Your answer should be the exact lines of the data below from the one containing "use tower_http::trace::TraceLayer;" through the one containing "JSON API routes."; please include nothing else.
Top of Records shown
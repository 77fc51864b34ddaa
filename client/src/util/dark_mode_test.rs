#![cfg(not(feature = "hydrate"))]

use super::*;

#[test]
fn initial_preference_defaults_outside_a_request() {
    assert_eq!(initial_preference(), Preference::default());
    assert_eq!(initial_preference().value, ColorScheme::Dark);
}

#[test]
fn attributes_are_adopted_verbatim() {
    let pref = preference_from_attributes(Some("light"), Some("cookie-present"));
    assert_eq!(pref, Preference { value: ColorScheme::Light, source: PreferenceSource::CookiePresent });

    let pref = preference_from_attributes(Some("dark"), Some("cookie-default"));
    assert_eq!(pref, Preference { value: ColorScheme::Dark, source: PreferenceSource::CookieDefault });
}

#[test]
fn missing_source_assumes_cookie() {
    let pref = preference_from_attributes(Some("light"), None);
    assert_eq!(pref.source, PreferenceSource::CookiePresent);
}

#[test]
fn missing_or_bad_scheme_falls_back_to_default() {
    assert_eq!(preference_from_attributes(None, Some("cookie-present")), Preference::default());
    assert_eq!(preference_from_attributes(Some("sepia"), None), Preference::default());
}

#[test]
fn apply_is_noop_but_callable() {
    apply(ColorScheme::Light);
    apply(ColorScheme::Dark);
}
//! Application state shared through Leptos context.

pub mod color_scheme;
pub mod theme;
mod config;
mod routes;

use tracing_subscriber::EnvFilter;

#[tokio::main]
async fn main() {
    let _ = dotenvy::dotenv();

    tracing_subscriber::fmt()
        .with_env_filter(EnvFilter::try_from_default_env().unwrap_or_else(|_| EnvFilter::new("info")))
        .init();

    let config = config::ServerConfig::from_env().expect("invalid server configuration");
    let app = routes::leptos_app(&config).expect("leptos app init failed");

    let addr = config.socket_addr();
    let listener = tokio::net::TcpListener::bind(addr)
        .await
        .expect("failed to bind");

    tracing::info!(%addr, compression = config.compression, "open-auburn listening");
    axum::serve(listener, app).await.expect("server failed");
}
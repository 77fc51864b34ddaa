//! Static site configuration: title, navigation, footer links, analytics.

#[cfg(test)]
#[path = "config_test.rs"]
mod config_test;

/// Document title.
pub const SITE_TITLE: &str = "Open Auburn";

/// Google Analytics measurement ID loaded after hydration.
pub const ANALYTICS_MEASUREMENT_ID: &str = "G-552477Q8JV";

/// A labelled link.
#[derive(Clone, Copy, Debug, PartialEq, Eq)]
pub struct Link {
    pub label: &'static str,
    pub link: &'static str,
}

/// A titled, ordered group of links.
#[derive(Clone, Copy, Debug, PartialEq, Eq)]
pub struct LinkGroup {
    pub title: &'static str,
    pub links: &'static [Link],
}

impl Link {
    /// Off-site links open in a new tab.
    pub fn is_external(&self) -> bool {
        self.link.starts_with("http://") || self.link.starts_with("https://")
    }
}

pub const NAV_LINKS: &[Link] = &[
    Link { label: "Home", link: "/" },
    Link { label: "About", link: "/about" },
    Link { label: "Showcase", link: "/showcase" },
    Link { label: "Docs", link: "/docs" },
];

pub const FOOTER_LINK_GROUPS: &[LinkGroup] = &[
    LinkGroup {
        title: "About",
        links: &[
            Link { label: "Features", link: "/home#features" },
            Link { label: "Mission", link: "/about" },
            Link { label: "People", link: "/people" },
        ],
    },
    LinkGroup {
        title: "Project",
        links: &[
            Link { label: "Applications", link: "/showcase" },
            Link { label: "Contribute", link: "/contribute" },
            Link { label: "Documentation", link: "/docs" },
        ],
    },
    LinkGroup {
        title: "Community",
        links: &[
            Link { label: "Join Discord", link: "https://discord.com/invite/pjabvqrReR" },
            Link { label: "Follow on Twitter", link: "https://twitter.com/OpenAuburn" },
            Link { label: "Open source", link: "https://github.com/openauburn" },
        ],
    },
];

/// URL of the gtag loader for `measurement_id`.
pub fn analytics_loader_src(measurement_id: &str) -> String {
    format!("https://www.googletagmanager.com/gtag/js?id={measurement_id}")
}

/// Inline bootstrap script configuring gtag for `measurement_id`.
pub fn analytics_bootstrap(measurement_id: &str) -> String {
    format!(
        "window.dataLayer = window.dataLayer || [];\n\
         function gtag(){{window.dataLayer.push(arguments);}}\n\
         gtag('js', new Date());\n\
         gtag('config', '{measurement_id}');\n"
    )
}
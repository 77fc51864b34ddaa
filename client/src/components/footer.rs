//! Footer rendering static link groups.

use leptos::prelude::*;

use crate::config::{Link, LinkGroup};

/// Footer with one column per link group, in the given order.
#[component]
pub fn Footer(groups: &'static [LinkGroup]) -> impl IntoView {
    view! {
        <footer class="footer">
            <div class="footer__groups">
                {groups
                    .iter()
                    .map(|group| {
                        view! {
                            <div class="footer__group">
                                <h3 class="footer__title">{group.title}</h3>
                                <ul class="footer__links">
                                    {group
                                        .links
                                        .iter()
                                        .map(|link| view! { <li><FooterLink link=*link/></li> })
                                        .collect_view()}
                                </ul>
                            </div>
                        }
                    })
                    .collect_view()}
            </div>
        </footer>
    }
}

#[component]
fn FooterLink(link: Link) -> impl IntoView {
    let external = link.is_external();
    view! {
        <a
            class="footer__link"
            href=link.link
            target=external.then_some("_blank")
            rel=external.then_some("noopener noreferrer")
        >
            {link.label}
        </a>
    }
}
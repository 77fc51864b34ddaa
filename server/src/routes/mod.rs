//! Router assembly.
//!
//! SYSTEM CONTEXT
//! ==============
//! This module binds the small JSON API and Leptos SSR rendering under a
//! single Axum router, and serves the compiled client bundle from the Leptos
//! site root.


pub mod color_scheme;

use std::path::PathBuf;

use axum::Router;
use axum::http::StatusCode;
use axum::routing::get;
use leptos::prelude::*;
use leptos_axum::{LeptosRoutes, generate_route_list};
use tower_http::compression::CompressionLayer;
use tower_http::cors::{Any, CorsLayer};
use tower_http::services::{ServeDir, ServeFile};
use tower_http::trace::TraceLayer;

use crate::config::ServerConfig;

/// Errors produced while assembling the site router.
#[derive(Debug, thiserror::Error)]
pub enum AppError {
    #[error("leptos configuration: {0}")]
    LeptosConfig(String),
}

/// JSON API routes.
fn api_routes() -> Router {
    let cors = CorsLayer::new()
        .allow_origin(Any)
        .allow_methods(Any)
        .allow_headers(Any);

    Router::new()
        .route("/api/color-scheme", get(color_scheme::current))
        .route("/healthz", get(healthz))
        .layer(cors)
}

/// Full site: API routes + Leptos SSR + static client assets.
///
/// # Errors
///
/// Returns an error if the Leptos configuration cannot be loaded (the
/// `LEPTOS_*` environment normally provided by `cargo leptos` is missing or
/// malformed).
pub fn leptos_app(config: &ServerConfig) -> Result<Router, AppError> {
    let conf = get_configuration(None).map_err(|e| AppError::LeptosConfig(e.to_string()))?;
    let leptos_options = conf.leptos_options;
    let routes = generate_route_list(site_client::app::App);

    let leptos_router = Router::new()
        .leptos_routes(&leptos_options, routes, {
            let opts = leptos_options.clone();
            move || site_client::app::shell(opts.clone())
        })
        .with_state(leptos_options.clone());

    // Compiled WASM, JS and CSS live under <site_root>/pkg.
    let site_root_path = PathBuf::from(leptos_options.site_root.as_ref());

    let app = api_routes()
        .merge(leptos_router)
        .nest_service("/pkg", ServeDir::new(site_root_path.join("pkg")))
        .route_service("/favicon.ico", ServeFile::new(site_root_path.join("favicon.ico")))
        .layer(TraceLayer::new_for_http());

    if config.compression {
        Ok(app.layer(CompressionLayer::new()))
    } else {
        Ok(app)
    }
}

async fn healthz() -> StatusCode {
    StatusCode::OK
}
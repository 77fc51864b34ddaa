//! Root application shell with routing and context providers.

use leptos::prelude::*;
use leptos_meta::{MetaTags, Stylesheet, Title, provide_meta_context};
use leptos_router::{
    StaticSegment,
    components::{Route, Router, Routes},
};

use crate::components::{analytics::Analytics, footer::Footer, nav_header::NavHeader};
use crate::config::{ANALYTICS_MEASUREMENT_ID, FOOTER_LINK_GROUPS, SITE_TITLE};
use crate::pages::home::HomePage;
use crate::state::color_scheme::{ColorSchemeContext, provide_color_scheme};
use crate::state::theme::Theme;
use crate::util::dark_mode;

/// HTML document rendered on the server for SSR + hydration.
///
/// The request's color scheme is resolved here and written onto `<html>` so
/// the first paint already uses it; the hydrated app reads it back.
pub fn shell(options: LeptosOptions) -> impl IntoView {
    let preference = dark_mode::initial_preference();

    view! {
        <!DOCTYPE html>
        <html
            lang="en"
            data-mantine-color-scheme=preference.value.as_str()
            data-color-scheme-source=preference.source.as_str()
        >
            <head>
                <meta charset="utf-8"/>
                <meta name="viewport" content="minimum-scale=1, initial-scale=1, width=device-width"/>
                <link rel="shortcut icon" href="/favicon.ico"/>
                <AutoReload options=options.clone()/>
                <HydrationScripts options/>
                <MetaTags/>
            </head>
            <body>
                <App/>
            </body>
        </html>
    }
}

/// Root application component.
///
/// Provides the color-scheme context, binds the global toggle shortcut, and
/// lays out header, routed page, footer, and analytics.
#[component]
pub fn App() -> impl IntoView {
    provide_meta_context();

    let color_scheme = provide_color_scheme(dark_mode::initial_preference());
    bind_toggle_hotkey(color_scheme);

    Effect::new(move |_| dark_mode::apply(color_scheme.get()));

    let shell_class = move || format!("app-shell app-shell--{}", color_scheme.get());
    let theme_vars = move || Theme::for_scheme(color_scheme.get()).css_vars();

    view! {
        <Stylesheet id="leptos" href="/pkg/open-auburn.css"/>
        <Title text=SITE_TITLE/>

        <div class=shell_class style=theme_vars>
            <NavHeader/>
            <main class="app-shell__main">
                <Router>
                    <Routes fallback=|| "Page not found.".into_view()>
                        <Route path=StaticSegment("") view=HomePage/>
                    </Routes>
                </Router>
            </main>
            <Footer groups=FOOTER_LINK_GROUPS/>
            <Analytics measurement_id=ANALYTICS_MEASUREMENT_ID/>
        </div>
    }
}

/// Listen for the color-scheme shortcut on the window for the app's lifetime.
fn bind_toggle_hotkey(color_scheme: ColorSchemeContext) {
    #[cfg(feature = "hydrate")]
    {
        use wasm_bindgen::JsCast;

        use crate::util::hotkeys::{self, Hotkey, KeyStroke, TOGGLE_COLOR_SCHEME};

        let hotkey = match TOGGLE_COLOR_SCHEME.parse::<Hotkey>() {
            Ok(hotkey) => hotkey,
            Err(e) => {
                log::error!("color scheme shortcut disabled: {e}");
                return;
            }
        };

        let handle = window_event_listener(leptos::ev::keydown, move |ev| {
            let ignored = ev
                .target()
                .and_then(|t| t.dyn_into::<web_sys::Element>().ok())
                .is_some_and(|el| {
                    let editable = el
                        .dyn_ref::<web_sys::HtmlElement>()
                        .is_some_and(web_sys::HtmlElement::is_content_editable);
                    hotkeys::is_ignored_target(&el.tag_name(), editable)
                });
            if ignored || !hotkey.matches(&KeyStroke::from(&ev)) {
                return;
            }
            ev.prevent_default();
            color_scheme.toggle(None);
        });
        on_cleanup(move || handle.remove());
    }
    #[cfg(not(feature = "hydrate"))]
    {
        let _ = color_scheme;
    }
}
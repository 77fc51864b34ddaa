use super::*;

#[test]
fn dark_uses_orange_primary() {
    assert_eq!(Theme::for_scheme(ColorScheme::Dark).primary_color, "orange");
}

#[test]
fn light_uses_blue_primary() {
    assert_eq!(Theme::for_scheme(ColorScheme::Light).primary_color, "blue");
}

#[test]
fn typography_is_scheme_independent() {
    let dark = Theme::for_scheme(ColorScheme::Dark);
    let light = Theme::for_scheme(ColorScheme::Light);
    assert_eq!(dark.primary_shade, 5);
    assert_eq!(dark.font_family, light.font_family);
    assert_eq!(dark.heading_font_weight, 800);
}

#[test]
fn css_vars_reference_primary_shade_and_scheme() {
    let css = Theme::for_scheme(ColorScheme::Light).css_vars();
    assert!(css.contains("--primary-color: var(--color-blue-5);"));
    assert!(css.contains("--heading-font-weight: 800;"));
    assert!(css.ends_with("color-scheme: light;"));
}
Bottom of Records shown
* _Final answer_:
use tower_http::trace::TraceLayer;

use crate::config::ServerConfig;

/// Errors produced while assembling the site router.
#[derive(Debug, thiserror::Error)]
pub enum AppError {
    #[error("leptos configuration: {0}")]
    LeptosConfig(String),
}

/// JSON API routes.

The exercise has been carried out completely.